■ What is expected: Where does the word "load" occur in the data below? Copy each line that holds it.

■ Excerpted records:
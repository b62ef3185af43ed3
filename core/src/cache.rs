//! In-memory TTL cache for slow-changing reference data.

use moka::future::Cache;
use std::future::Future;
use std::hash::Hash;
use std::sync::Arc;
use std::time::Duration;

/// Default lifetime of cached entries.
pub const DEFAULT_CACHE_TTL: Duration = Duration::from_secs(300);

/// Default maximum number of cached entries.
pub const DEFAULT_CACHE_CAPACITY: u64 = 1_000;

/// In-memory cache whose entries expire a fixed time after insertion.
///
/// Cloning is cheap; clones share the same entries.
#[derive(Clone)]
pub struct MemoryCache<K, V>
where
    K: Hash + Eq + Send + Sync + 'static,
    V: Clone + Send + Sync + 'static,
{
    inner: Cache<K, V>,
    ttl: Duration,
}

impl<K, V> MemoryCache<K, V>
where
    K: Hash + Eq + Send + Sync + 'static,
    V: Clone + Send + Sync + 'static,
{
    /// Create a cache with the given entry lifetime and capacity.
    #[must_use]
    pub fn new(ttl: Duration, max_entries: u64) -> Self {
        let inner = Cache::builder()
            .max_capacity(max_entries)
            .time_to_live(ttl)
            .build();

        Self { inner, ttl }
    }

    /// Lifetime of each entry.
    #[must_use]
    pub const fn ttl(&self) -> Duration {
        self.ttl
    }

    /// Cached value for `key`, if present and not expired.
    pub async fn get(&self, key: &K) -> Option<V> {
        self.inner.get(key).await
    }

    /// Store `value` under `key`, replacing any previous entry.
    pub async fn insert(&self, key: K, value: V) {
        self.inner.insert(key, value).await;
    }

    /// Drop the entry for `key`.
    pub async fn invalidate(&self, key: &K) {
        self.inner.invalidate(key).await;
    }

    /// Drop every entry.
    pub fn clear(&self) {
        self.inner.invalidate_all();
    }

    /// Return the cached value for `key`, or run `init` and cache its result.
    ///
    /// Concurrent callers for the same missing key share one `init` run.
    /// Only successful results are cached; an error goes to every waiting
    /// caller and the next call runs `init` again.
    ///
    /// # Errors
    ///
    /// Returns whatever error `init` returns.
    pub async fn get_or_try_insert_with<F, Fut, E>(&self, key: K, init: F) -> Result<V, E>
    where
        F: FnOnce() -> Fut,
        Fut: Future<Output = Result<V, E>>,
        E: Clone + Send + Sync + 'static,
    {
        self.inner
            .try_get_with(key, init())
            .await
            .map_err(Arc::unwrap_or_clone)
    }
}

impl<K, V> Default for MemoryCache<K, V>
where
    K: Hash + Eq + Send + Sync + 'static,
    V: Clone + Send + Sync + 'static,
{
    fn default() -> Self {
        Self::new(DEFAULT_CACHE_TTL, DEFAULT_CACHE_CAPACITY)
    }
}

impl<K, V> std::fmt::Debug for MemoryCache<K, V>
where
    K: Hash + Eq + Send + Sync + 'static,
    V: Clone + Send + Sync + 'static,
{
    fn fmt(&self, f: &mut std::fmt::Formatter<'_>) -> std::fmt::Result {
        f.debug_struct("MemoryCache")
            .field("ttl", &self.ttl)
            .field("entries", &self.inner.entry_count())
            .finish()
    }
}

#[cfg(test)]
mod tests {
    use super::*;
    use std::sync::atomic::{AtomicUsize, Ordering};

    #[tokio::test]
    async fn test_cache_miss_when_no_entry_exists() {
        let cache: MemoryCache<String, u32> = MemoryCache::default();
        assert!(cache.get(&"venues".to_string()).await.is_none());
    }

    #[tokio::test]
    async fn test_cache_hit_after_insert() {
        let cache = MemoryCache::new(Duration::from_secs(60), 10);
        cache.insert("venues", 3).await;
        assert_eq!(cache.get(&"venues").await, Some(3));

        cache.invalidate(&"venues").await;
        assert!(cache.get(&"venues").await.is_none());
    }

    #[tokio::test]
    async fn test_get_or_try_insert_runs_init_once() {
        let cache = MemoryCache::new(Duration::from_secs(60), 10);
        let calls = Arc::new(AtomicUsize::new(0));

        for _ in 0..3 {
            let calls = Arc::clone(&calls);
            let value: Result<u32, String> = cache
                .get_or_try_insert_with("locations", || async move {
                    calls.fetch_add(1, Ordering::SeqCst);
                    Ok(42)
                })
                .await;
            assert_eq!(value, Ok(42));
        }

        assert_eq!(calls.load(Ordering::SeqCst), 1);
    }

    #[tokio::test]
    async fn test_errors_are_not_cached() {
        let cache: MemoryCache<&str, u32> = MemoryCache::new(Duration::from_secs(60), 10);

        let first: Result<u32, String> = cache
            .get_or_try_insert_with("locations", || async { Err("boom".to_string()) })
            .await;
        assert_eq!(first, Err("boom".to_string()));

        let second: Result<u32, String> = cache
            .get_or_try_insert_with("locations", || async { Ok(7) })
            .await;
        assert_eq!(second, Ok(7));
    }

    #[tokio::test]
    async fn test_concurrent_callers_share_one_init() {
        let cache: MemoryCache<&str, u32> = MemoryCache::new(Duration::from_secs(60), 10);
        let calls = Arc::new(AtomicUsize::new(0));

        let load = || {
            let calls = Arc::clone(&calls);
            cache.get_or_try_insert_with("venues", || async move {
                calls.fetch_add(1, Ordering::SeqCst);
                tokio::time::sleep(Duration::from_millis(50)).await;
                Ok::<_, String>(5)
            })
        };
        let (first, second) = tokio::join!(load(), load());

        assert_eq!(first, Ok(5));
        assert_eq!(second, Ok(5));
        assert_eq!(calls.load(Ordering::SeqCst), 1);
    }

    #[tokio::test]
    async fn test_clear_drops_every_entry() {
        let cache = MemoryCache::new(Duration::from_secs(60), 10);
        cache.insert("venues", 1).await;
        cache.insert("locations", 2).await;

        cache.clear();

        assert!(cache.get(&"venues").await.is_none());
        assert!(cache.get(&"locations").await.is_none());
        assert_eq!(
            cache.get_or_try_insert_with("venues", || async { Ok::<_, String>(3) }).await,
            Ok(3)
        );
    }

    #[tokio::test]
    async fn test_entries_expire_after_ttl() {
        let cache = MemoryCache::new(Duration::from_millis(100), 10);
        cache.insert("venues", 1).await;
        assert_eq!(cache.get(&"venues").await, Some(1));

        tokio::time::sleep(Duration::from_millis(250)).await;
        assert!(cache.get(&"venues").await.is_none());
    }
}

■ Output below:
        assert_eq!(calls.load(Ordering::SeqCst), 1);
        let load = || {
        let (first, second) = tokio::join!(load(), load());
        assert_eq!(calls.load(Ordering::SeqCst), 1);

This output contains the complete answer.